**THE TASK:**
Please take the entries below from the first line through the line containing "pub enum JwtError" and repeat them exactly, leaving out everything after.

**RECORDED INFORMATION:**

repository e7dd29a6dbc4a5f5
pub mod argon2;
pub mod errors;

pub use argon2::HashingParams;
pub use argon2::PasswordHasher;
pub use errors::PasswordError;
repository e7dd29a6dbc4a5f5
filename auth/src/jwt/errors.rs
use thiserror::Error;

/// Error type for JWT operations.
///
/// Verification failures are kept distinct so callers can tell an expired
/// session apart from a forged or garbled token when logging.
#[derive(Debug, Clone, PartialEq, Eq, Error)]
pub enum JwtError {
    #[error("Failed to encode token: {0}")]
    EncodingFailed(String),

    #[error("Token is malformed: {0}")]
    Malformed(String),

    #[error("Token signature is invalid")]
    InvalidSignature,

    #[error("Token is expired")]
    Expired,
}
use axum::extract::State;
use axum::http::StatusCode;
use axum::Extension;
use axum::Json;
use serde::Deserialize;

use super::ApiError;
use super::ApiSuccess;
use crate::domain::access::context::AuthContext;
use crate::domain::user::models::ChangePasswordCommand;
use crate::inbound::http::router::AppState;

pub async fn change_password(
    State(state): State<AppState>,
    Extension(ctx): Extension<AuthContext>,
    Json(body): Json<ChangePasswordRequest>,
) -> Result<ApiSuccess<bool>, ApiError> {
    let command = ChangePasswordCommand {
        current_password: body.current_password,
        new_password: body.new_password,
    };

    state
        .user_service
        .change_password(&ctx, command)
        .await
        .map_err(ApiError::from)
        .map(|_| ApiSuccess::new(StatusCode::OK, true))
}

#[derive(Clone, PartialEq, Eq, Deserialize)]
pub struct ChangePasswordRequest {
    current_password: String,
    new_password: String,
}
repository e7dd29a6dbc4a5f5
pub mod http;
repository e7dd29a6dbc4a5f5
use std::collections::HashMap;
use std::sync::Arc;

use async_trait::async_trait;
use chrono::DateTime;
use chrono::Utc;
use tokio::sync::RwLock;

use crate::domain::user::models::EmailAddress;
use crate::domain::user::models::User;
use crate::domain::user::models::UserChanges;
use crate::domain::user::models::UserId;
use crate::domain::user::models::Username;
use crate::domain::user::ports::UserRepository;
use crate::user::errors::UserError;

/// Process-local user storage.
///
/// Used when no database is configured and in tests. Uniqueness checks and
/// writes happen under the same write guard, so concurrent registrations of
/// one identity cannot both succeed.
#[derive(Debug, Clone, Default)]
pub struct InMemoryUserRepository {
    users: Arc<RwLock<HashMap<UserId, User>>>,
}

impl InMemoryUserRepository {
    pub fn new() -> Self {
        Self::default()
    }
}

/// Find a live user other than `id` that already holds the username or email.
fn conflict_with(users: &HashMap<UserId, User>, candidate: &User) -> Option<UserError> {
    let others = users
        .values()
        .filter(|u| !u.is_deleted() && u.id != candidate.id);

    let mut username_taken = false;
    for other in others {
        if other.email == candidate.email {
            return Some(UserError::EmailAlreadyExists(candidate.email.to_string()));
        }
        if other.username == candidate.username {
            username_taken = true;
        }
    }

    username_taken.then(|| UserError::UsernameAlreadyExists(candidate.username.to_string()))
}

#[async_trait]
impl UserRepository for InMemoryUserRepository {
    async fn create(&self, user: User) -> Result<User, UserError> {
        let mut users = self.users.write().await;

        if let Some(conflict) = conflict_with(&users, &user) {
            return Err(conflict);
        }

        users.insert(user.id, user.clone());
        Ok(user)
    }

    async fn find_by_id(&self, id: &UserId) -> Result<Option<User>, UserError> {
        let users = self.users.read().await;
        Ok(users.get(id).filter(|u| !u.is_deleted()).cloned())
    }

    async fn find_by_username(&self, username: &Username) -> Result<Option<User>, UserError> {
        let users = self.users.read().await;
        Ok(users
            .values()
            .find(|u| !u.is_deleted() && u.username == *username)
            .cloned())
    }

    async fn find_by_email(&self, email: &EmailAddress) -> Result<Option<User>, UserError> {
        let users = self.users.read().await;
        Ok(users
            .values()
            .find(|u| !u.is_deleted() && u.email == *email)
            .cloned())
    }

    async fn find_by_email_or_username(
        &self,
        email: &EmailAddress,
        username: &Username,
    ) -> Result<Option<User>, UserError> {
        if let Some(user) = self.find_by_email(email).await? {
            return Ok(Some(user));
        }
        self.find_by_username(username).await
    }

    async fn list_live(&self) -> Result<Vec<User>, UserError> {
        let users = self.users.read().await;

        let mut live: Vec<User> = users.values().filter(|u| !u.is_deleted()).cloned().collect();
        live.sort_by(|a, b| b.created_at.cmp(&a.created_at));

        Ok(live)
    }

    async fn update(
        &self,
        id: &UserId,
        changes: UserChanges,
        updated_at: DateTime<Utc>,
    ) -> Result<User, UserError> {
        let mut users = self.users.write().await;

        let mut user = match users.get(id) {
            Some(existing) if !existing.is_deleted() => existing.clone(),
            _ => return Err(UserError::NotFound(id.to_string())),
        };
        changes.apply_to(&mut user);
        user.updated_at = updated_at;

        if let Some(conflict) = conflict_with(&users, &user) {
            return Err(conflict);
        }

        users.insert(user.id, user.clone());
        Ok(user)
    }

    async fn soft_delete(&self, id: &UserId, deleted_at: DateTime<Utc>) -> Result<(), UserError> {
        let mut users = self.users.write().await;

        match users.get_mut(id) {
            Some(user) if !user.is_deleted() => {
                user.deleted_at = Some(deleted_at);
                user.updated_at = deleted_at;
                Ok(())
            }
            _ => Err(UserError::NotFound(id.to_string())),
        }
    }
}
pub mod access;
pub mod user;
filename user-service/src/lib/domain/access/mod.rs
pub mod context;
pub mod guard;
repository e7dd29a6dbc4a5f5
pub mod repositories;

**TASK RESULT:**
repository e7dd29a6dbc4a5f5
pub mod argon2;
pub mod errors;

pub use argon2::HashingParams;
pub use argon2::PasswordHasher;
pub use errors::PasswordError;
repository e7dd29a6dbc4a5f5
filename auth/src/jwt/errors.rs
use thiserror::Error;

/// Error type for JWT operations.
///
/// Verification failures are kept distinct so callers can tell an expired
/// session apart from a forged or garbled token when logging.
#[derive(Debug, Clone, PartialEq, Eq, Error)]
pub enum JwtError {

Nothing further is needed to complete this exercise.